> Task description
In the following material, identify every line holding the string "ConsoleNotifier" and return it.

> Exercise material

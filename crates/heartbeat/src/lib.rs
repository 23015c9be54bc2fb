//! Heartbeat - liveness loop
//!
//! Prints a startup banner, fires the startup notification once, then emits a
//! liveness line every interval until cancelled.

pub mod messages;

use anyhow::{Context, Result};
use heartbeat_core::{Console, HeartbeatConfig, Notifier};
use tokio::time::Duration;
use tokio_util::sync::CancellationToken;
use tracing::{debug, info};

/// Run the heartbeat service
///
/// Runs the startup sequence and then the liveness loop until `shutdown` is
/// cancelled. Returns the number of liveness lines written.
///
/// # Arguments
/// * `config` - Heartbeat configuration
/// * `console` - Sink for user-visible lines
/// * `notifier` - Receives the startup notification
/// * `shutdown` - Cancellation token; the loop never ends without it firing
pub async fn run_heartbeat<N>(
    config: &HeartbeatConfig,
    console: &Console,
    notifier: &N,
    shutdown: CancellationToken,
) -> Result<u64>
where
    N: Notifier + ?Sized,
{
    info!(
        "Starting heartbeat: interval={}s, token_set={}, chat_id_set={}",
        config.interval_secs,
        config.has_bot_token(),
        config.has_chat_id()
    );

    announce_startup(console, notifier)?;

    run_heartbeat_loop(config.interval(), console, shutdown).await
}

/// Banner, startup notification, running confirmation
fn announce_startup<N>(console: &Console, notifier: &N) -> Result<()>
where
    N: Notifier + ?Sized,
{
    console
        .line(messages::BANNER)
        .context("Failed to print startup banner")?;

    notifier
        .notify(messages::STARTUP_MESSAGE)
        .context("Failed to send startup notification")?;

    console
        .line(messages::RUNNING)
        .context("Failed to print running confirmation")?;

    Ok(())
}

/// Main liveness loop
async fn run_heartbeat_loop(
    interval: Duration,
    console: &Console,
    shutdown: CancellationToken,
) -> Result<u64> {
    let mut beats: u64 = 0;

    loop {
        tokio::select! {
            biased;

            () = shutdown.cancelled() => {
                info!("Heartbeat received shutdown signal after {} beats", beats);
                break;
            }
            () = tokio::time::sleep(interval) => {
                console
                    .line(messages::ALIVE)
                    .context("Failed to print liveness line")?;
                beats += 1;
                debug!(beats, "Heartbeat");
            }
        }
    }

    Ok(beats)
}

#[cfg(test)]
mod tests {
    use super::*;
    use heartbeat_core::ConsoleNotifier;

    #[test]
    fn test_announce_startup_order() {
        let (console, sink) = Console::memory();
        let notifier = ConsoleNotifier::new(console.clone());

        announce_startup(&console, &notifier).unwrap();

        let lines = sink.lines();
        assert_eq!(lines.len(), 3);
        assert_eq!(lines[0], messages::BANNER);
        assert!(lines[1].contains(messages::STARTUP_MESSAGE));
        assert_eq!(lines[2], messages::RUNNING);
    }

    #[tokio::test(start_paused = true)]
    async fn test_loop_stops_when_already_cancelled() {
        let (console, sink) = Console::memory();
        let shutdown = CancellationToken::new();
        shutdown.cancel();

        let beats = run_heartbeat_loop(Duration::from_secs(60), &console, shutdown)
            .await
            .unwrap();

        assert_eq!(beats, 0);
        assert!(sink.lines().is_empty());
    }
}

> Exercise answer
    use heartbeat_core::ConsoleNotifier;
        let notifier = ConsoleNotifier::new(console.clone());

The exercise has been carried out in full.